··· Given records

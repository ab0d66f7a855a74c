// SPDX-FileCopyrightText: 2026 Palaver Contributors
// SPDX-License-Identifier: MIT OR Apache-2.0

//! Outbound message dispatch.
//!
//! Sends race a fixed timeout (text and media have separate limits); losing
//! the race yields [`PalaverError::SendTimeout`] and nothing is persisted.
//! After a successful send the chat summary and history are updated and the
//! result is broadcast. Persistence failures at that point are logged
//! rather than returned: the message is already out, and callers that retry
//! on error would send it twice.

use std::sync::Arc;
use std::time::Duration;

use palaver_config::model::DispatchConfig;
use palaver_core::jid::{normalize_recipient, phone_number_of};
use palaver_core::protocol::{OutgoingContent, SendReceipt};
use palaver_core::types::{
    now_timestamp, timestamp_from_unix, ChatActivity, Direction, HistoryEntry, HistoryWrite,
    NewHistoryEntry,
};
use palaver_core::{PalaverError, ProtocolHandle, StorageAdapter};
use palaver_session::{ObserverEvent, ObserverHub};
use tracing::{debug, info, warn};

use crate::media::{normalize_image, MediaOffloader};
use crate::normalize::preview;

#[derive(Debug, Clone)]
pub struct DispatchPolicy {
    pub text_timeout: Duration,
    pub media_timeout: Duration,
    pub normalize_images: bool,
}

impl From<&DispatchConfig> for DispatchPolicy {
    fn from(config: &DispatchConfig) -> Self {
        Self {
            text_timeout: config.text_timeout(),
            media_timeout: config.media_timeout(),
            normalize_images: config.normalize_images,
        }
    }
}

impl Default for DispatchPolicy {
    fn default() -> Self {
        Self::from(&DispatchConfig::default())
    }
}

/// Result of a successful send.
#[derive(Debug, Clone)]
pub struct SentMessage {
    pub chat_jid: String,
    pub receipt: SendReceipt,
    /// `None` when the history write failed after the send.
    pub history: Option<HistoryWrite>,
}

pub struct OutboundDispatcher {
    storage: Arc<dyn StorageAdapter>,
    observers: Arc<ObserverHub>,
    offloader: Option<Arc<MediaOffloader>>,
    policy: DispatchPolicy,
}

impl OutboundDispatcher {
    pub fn new(
        storage: Arc<dyn StorageAdapter>,
        observers: Arc<ObserverHub>,
        offloader: Option<Arc<MediaOffloader>>,
        policy: DispatchPolicy,
    ) -> Self {
        Self {
            storage,
            observers,
            offloader,
            policy,
        }
    }

    pub fn policy(&self) -> &DispatchPolicy {
        &self.policy
    }

    fn prepare(&self, content: OutgoingContent) -> Result<OutgoingContent, PalaverError> {
        match content {
            OutgoingContent::Image {
                data,
                mimetype,
                caption,
            } if self.policy.normalize_images => {
                let normalized = normalize_image(data, &mimetype)?;
                Ok(OutgoingContent::Image {
                    data: normalized.data,
                    mimetype: normalized.mimetype,
                    caption,
                })
            }
            other => Ok(other),
        }
    }

    /// Send `content` to `to` through `handle` and record it.
    pub async fn send(
        &self,
        handle: &dyn ProtocolHandle,
        session_id: &str,
        to: &str,
        content: OutgoingContent,
        is_ai_generated: bool,
    ) -> Result<SentMessage, PalaverError> {
        let chat_jid = normalize_recipient(to)
            .ok_or_else(|| PalaverError::protocol(format!("invalid recipient: {to}")))?;
        let content = self.prepare(content)?;

        let limit = if content.is_media() {
            self.policy.media_timeout
        } else {
            self.policy.text_timeout
        };
        let message_type = content.message_type();
        let text = content.text().to_string();
        let media = content
            .media()
            .map(|(data, mime)| (data.to_vec(), mime.to_string()));

        let receipt = match tokio::time::timeout(limit, handle.send(&chat_jid, content)).await {
            Ok(result) => result?,
            Err(_) => {
                let timeout_ms = limit.as_millis() as u64;
                warn!(session_id, chat = %chat_jid, timeout_ms, "send timed out");
                return Err(PalaverError::SendTimeout { duration: limit });
            }
        };
        info!(
            session_id,
            chat = %chat_jid,
            message_id = receipt.message_id.as_deref().unwrap_or(""),
            "message sent"
        );

        let at = receipt
            .timestamp
            .map(timestamp_from_unix)
            .unwrap_or_else(now_timestamp);

        let (media_url, media_mime) = match (media, &self.offloader) {
            (Some((bytes, mime)), Some(offloader)) => {
                let stem = receipt
                    .message_id
                    .clone()
                    .unwrap_or_else(|| format!("out-{}", at.replace([':', '.'], "-")));
                let url = offloader
                    .store_outbound(session_id, bytes, &stem, Some(&mime))
                    .await;
                (url, Some(mime))
            }
            (Some((_, mime)), None) => (None, Some(mime)),
            (None, _) => (None, None),
        };

        let activity = ChatActivity {
            session_id: session_id.to_string(),
            chat_jid: chat_jid.clone(),
            contact_name: None,
            phone_number: phone_number_of(&chat_jid),
            preview: preview(message_type, &text),
            direction: Direction::Outgoing,
            at: at.clone(),
        };
        match self.storage.upsert_chat_activity(&activity).await {
            Ok(chat) => self.observers.publish(ObserverEvent::ChatUpdated {
                session_id: session_id.to_string(),
                chat,
            }),
            Err(e) => warn!(session_id, chat = %chat_jid, error = %e, "failed to update chat after send"),
        }

        let entry = NewHistoryEntry {
            session_id: session_id.to_string(),
            chat_jid: chat_jid.clone(),
            provider_message_id: receipt.message_id.clone(),
            direction: Direction::Outgoing,
            message_type,
            content: text,
            media_url,
            media_mime,
            from_me: true,
            is_ai_generated,
            timestamp: at,
        };
        let history = match self.storage.record_history(&entry).await {
            Ok(write) => {
                debug!(session_id, chat = %chat_jid, row = write.row_id(), "outbound history recorded");
                self.observers.publish(ObserverEvent::MessageSent {
                    session_id: session_id.to_string(),
                    entry: history_entry(write.row_id(), entry),
                });
                Some(write)
            }
            Err(e) => {
                warn!(session_id, chat = %chat_jid, error = %e, "failed to record outbound history");
                None
            }
        };

        Ok(SentMessage {
            chat_jid,
            receipt,
            history,
        })
    }
}

fn history_entry(id: i64, entry: NewHistoryEntry) -> HistoryEntry {
    HistoryEntry {
        id,
        session_id: entry.session_id,
        chat_jid: entry.chat_jid,
        provider_message_id: entry.provider_message_id,
        direction: entry.direction,
        message_type: entry.message_type,
        content: entry.content,
        media_url: entry.media_url,
        media_mime: entry.media_mime,
        from_me: entry.from_me,
        is_ai_generated: entry.is_ai_generated,
        timestamp: entry.timestamp,
    }
}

······

### What you need to do
Copy each entry above exactly, character for character.

### Answer section
repository ab0d66f7a855a74c
// SPDX-FileCopyrightText: 2026 Palaver Contributors
// SPDX-License-Identifier: MIT OR Apache-2.0

//! Outbound message dispatch.
//!
//! Sends race a fixed timeout (text and media have separate limits); losing
//! the race yields [`PalaverError::SendTimeout`] and nothing is persisted.
//! After a successful send the chat summary and history are updated and the
//! result is broadcast. Persistence failures at that point are logged
//! rather than returned: the message is already out, and callers that retry
//! on error would send it twice.

use std::sync::Arc;
use std::time::Duration;

use palaver_config::model::DispatchConfig;
use palaver_core::jid::{normalize_recipient, phone_number_of};
use palaver_core::protocol::{OutgoingContent, SendReceipt};
use palaver_core::types::{
    now_timestamp, timestamp_from_unix, ChatActivity, Direction, HistoryEntry, HistoryWrite,
    NewHistoryEntry,
};
use palaver_core::{PalaverError, ProtocolHandle, StorageAdapter};
use palaver_session::{ObserverEvent, ObserverHub};
use tracing::{debug, info, warn};

use crate::media::{normalize_image, MediaOffloader};
use crate::normalize::preview;

#[derive(Debug, Clone)]
pub struct DispatchPolicy {
    pub text_timeout: Duration,
    pub media_timeout: Duration,
    pub normalize_images: bool,
}

impl From<&DispatchConfig> for DispatchPolicy {
    fn from(config: &DispatchConfig) -> Self {
        Self {
            text_timeout: config.text_timeout(),
            media_timeout: config.media_timeout(),
            normalize_images: config.normalize_images,
        }
    }
}

impl Default for DispatchPolicy {
    fn default() -> Self {
        Self::from(&DispatchConfig::default())
    }
}

/// Result of a successful send.
#[derive(Debug, Clone)]
pub struct SentMessage {
    pub chat_jid: String,
    pub receipt: SendReceipt,
    /// `None` when the history write failed after the send.
    pub history: Option<HistoryWrite>,
}

pub struct OutboundDispatcher {
    storage: Arc<dyn StorageAdapter>,
    observers: Arc<ObserverHub>,
    offloader: Option<Arc<MediaOffloader>>,
    policy: DispatchPolicy,
}

impl OutboundDispatcher {
    pub fn new(
        storage: Arc<dyn StorageAdapter>,
        observers: Arc<ObserverHub>,
        offloader: Option<Arc<MediaOffloader>>,
        policy: DispatchPolicy,
    ) -> Self {
        Self {
            storage,
            observers,
            offloader,
            policy,
        }
    }

    pub fn policy(&self) -> &DispatchPolicy {
        &self.policy
    }

    fn prepare(&self, content: OutgoingContent) -> Result<OutgoingContent, PalaverError> {
        match content {
            OutgoingContent::Image {
                data,
                mimetype,
                caption,
            } if self.policy.normalize_images => {
                let normalized = normalize_image(data, &mimetype)?;
                Ok(OutgoingContent::Image {
                    data: normalized.data,
                    mimetype: normalized.mimetype,
                    caption,
                })
            }
            other => Ok(other),
        }
    }

    /// Send `content` to `to` through `handle` and record it.
    pub async fn send(
        &self,
        handle: &dyn ProtocolHandle,
        session_id: &str,
        to: &str,
        content: OutgoingContent,
        is_ai_generated: bool,
    ) -> Result<SentMessage, PalaverError> {
        let chat_jid = normalize_recipient(to)
            .ok_or_else(|| PalaverError::protocol(format!("invalid recipient: {to}")))?;
        let content = self.prepare(content)?;

        let limit = if content.is_media() {
            self.policy.media_timeout
        } else {
            self.policy.text_timeout
        };
        let message_type = content.message_type();
        let text = content.text().to_string();
        let media = content
            .media()
            .map(|(data, mime)| (data.to_vec(), mime.to_string()));

        let receipt = match tokio::time::timeout(limit, handle.send(&chat_jid, content)).await {
            Ok(result) => result?,
            Err(_) => {
                let timeout_ms = limit.as_millis() as u64;
                warn!(session_id, chat = %chat_jid, timeout_ms, "send timed out");
                return Err(PalaverError::SendTimeout { duration: limit });
            }
        };
        info!(
            session_id,
            chat = %chat_jid,
            message_id = receipt.message_id.as_deref().unwrap_or(""),
            "message sent"
        );

        let at = receipt
            .timestamp
            .map(timestamp_from_unix)
            .unwrap_or_else(now_timestamp);

        let (media_url, media_mime) = match (media, &self.offloader) {
            (Some((bytes, mime)), Some(offloader)) => {
                let stem = receipt
                    .message_id
                    .clone()
                    .unwrap_or_else(|| format!("out-{}", at.replace([':', '.'], "-")));
                let url = offloader
                    .store_outbound(session_id, bytes, &stem, Some(&mime))
                    .await;
                (url, Some(mime))
            }
            (Some((_, mime)), None) => (None, Some(mime)),
            (None, _) => (None, None),
        };

        let activity = ChatActivity {
            session_id: session_id.to_string(),
            chat_jid: chat_jid.clone(),
            contact_name: None,
            phone_number: phone_number_of(&chat_jid),
            preview: preview(message_type, &text),
            direction: Direction::Outgoing,
            at: at.clone(),
        };
        match self.storage.upsert_chat_activity(&activity).await {
            Ok(chat) => self.observers.publish(ObserverEvent::ChatUpdated {
                session_id: session_id.to_string(),
                chat,
            }),
            Err(e) => warn!(session_id, chat = %chat_jid, error = %e, "failed to update chat after send"),
        }

        let entry = NewHistoryEntry {
            session_id: session_id.to_string(),
            chat_jid: chat_jid.clone(),
            provider_message_id: receipt.message_id.clone(),
            direction: Direction::Outgoing,
            message_type,
            content: text,
            media_url,
            media_mime,
            from_me: true,
            is_ai_generated,
            timestamp: at,
        };
        let history = match self.storage.record_history(&entry).await {
            Ok(write) => {
                debug!(session_id, chat = %chat_jid, row = write.row_id(), "outbound history recorded");
                self.observers.publish(ObserverEvent::MessageSent {
                    session_id: session_id.to_string(),
                    entry: history_entry(write.row_id(), entry),
                });
                Some(write)
            }
            Err(e) => {
                warn!(session_id, chat = %chat_jid, error = %e, "failed to record outbound history");
                None
            }
        };

        Ok(SentMessage {
            chat_jid,
            receipt,
            history,
        })
    }
}

fn history_entry(id: i64, entry: NewHistoryEntry) -> HistoryEntry {
    HistoryEntry {
        id,
        session_id: entry.session_id,
        chat_jid: entry.chat_jid,
        provider_message_id: entry.provider_message_id,
        direction: entry.direction,
        message_type: entry.message_type,
        content: entry.content,
        media_url: entry.media_url,
        media_mime: entry.media_mime,
        from_me: entry.from_me,
        is_ai_generated: entry.is_ai_generated,
        timestamp: entry.timestamp,
    }
}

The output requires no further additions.